Thanks for your thoughtful input. I could use cubic spline interpolation on a less frequent dataset but my experiments so far have not been promising. I tried 30mins data and didn’t get close enough. The trouble is launching the RNLI lifeboat over a shallow spot at spring low tides in order to get out to sea. Currently the station uses an dedicated programme that uses the proper admiralty method but it has proved impossible to get the data out into my rather useful interface. The UKHO do provide an API tonthe fine level data but at an unaffordable price. Their csv file has exactly the dame data at only 10% of that. Hence my plan…

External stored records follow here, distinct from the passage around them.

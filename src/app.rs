//! Runs discovery and checks against a table source and the host's store.

use std::time::{SystemTime, UNIX_EPOCH};

use anyhow::{bail, Result};
use checkwatch_engine::{
    effective_parameters, run_check, run_discovery, CheckContext, CheckPlugin, FileStore, Parameters, Service,
};
use checkwatch_types::RawTable;
use tracing::{info, warn};

use crate::config::Settings;
use crate::output::CheckReport;
use crate::source::TableSource;

/// What to check: one service of one plugin on one host.
#[derive(Debug, Clone)]
pub struct CheckRequest<'a> {
    pub host: &'a str,
    pub item: Option<&'a str>,
    /// Parameters captured at discovery time.
    pub baseline: Parameters,
    /// Seconds since the Unix epoch.
    pub now: f64,
}

/// Application runner holding the loaded settings.
#[derive(Debug, Clone)]
pub struct Runner {
    settings: Settings,
}

impl Runner {
    pub fn new(settings: Settings) -> Self {
        Self { settings }
    }

    pub fn settings(&self) -> &Settings {
        &self.settings
    }

    /// Discover the services a plugin finds in the source.
    pub fn discover(&self, plugin: &dyn CheckPlugin, source: &mut dyn TableSource) -> Result<Vec<Service>> {
        let tables = read_tables(plugin, source)?;
        Ok(run_discovery(plugin, &tables))
    }

    /// Check one service and persist the host's counter state.
    ///
    /// The store is saved even when the check ends UNKNOWN, so every counter
    /// observed during the run is remembered.
    pub fn check(
        &self,
        plugin: &dyn CheckPlugin,
        request: &CheckRequest<'_>,
        source: &mut dyn TableSource,
    ) -> Result<CheckReport> {
        let tables = read_tables(plugin, source)?;
        let params = effective_parameters(
            plugin,
            &request.baseline,
            &self.settings.overrides(plugin.name()),
        );

        let mut store = FileStore::for_host(&self.settings.state_dir, request.host, self.settings.store_format)?;
        let result = {
            let mut ctx = CheckContext::new(request.now, &mut store).with_max_rate(self.settings.max_rate);
            run_check(plugin, request.item, &params, &tables, &mut ctx)
        };
        store.save()?;

        let service = plugin.service_description(request.item);
        info!(host = request.host, service = %service, state = %result.state, "Checked service");

        Ok(CheckReport {
            host: request.host.to_string(),
            plugin: plugin.name().to_string(),
            service,
            item: request.item.map(String::from),
            result,
        })
    }

    /// Like [`Runner::check`], but a check that cannot run (unreadable
    /// source, store I/O failure) becomes an UNKNOWN report carrying the
    /// error.
    pub fn check_or_unknown(
        &self,
        plugin: &dyn CheckPlugin,
        request: &CheckRequest<'_>,
        source: &mut dyn TableSource,
    ) -> CheckReport {
        self.check(plugin, request, source).unwrap_or_else(|error| {
            let message = format!("{:#}", error);
            warn!(host = request.host, plugin = plugin.name(), error = %message, "Check could not run");
            CheckReport::failed(
                request.host,
                plugin.name(),
                &plugin.service_description(request.item),
                request.item,
                message,
            )
        })
    }
}

fn read_tables(plugin: &dyn CheckPlugin, source: &mut dyn TableSource) -> Result<Vec<RawTable>> {
    let tables = source.tables(plugin.section_name());
    if let Some(error) = source.error() {
        bail!("Cannot read {}: {}", source.description(), error);
    }
    Ok(tables)
}

/// The current time in seconds since the Unix epoch.
pub fn unix_now() -> Result<f64> {
    Ok(SystemTime::now().duration_since(UNIX_EPOCH)?.as_secs_f64())
}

wigster · December 1, 2023, 10:10pm

But then can’t you just get the exact threshold time for each day as your data point? The water is deep enough between time_a and time_b and a lower-res approximation for the actual tide height for the whole day? But maybe you need a different depth for different boats in which case maybe this isn’t sutainable

DJI · December 2, 2023, 9:57am

Yes, that’s one of the things I’d do - but that still necessitates interrogating the large dataset in one of the 2 formats. If I can do this for the restrictions I might as well do it for all the heights I feel, which then allows me to carry out another pet idea. I have in mind building up knowledge of how the wind speed & direction affects heights in this estuary. “Everone knows” it does in a relatively straighforward and significant way, but nobody that I know has quantified it. If I can pull off this trick, then we start to get really accurate knowledge of the no launching times.
I’m really impressed with the thoughful suggestions here, but I’m still hoping someone can tell me about what the limits are on file sizes or performance or whatever is going to trip me up!

wigster · December 2, 2023, 8:43pm

By the way – I assumed that you are aware of this, but maybe not – there is the SQL integration which can query roughly many databases. I have about 50 or so 60 SQL sensors which query the 2.5 GB HA database every minute and this doesn’t seem to have any serious load on the HA system running on an Odroid ARM-based machine. It does have an SSD though.

DJI · December 3, 2023, 8:19am

Thanks, just what I needed to hear. I’ll learn how to make sql sensors then.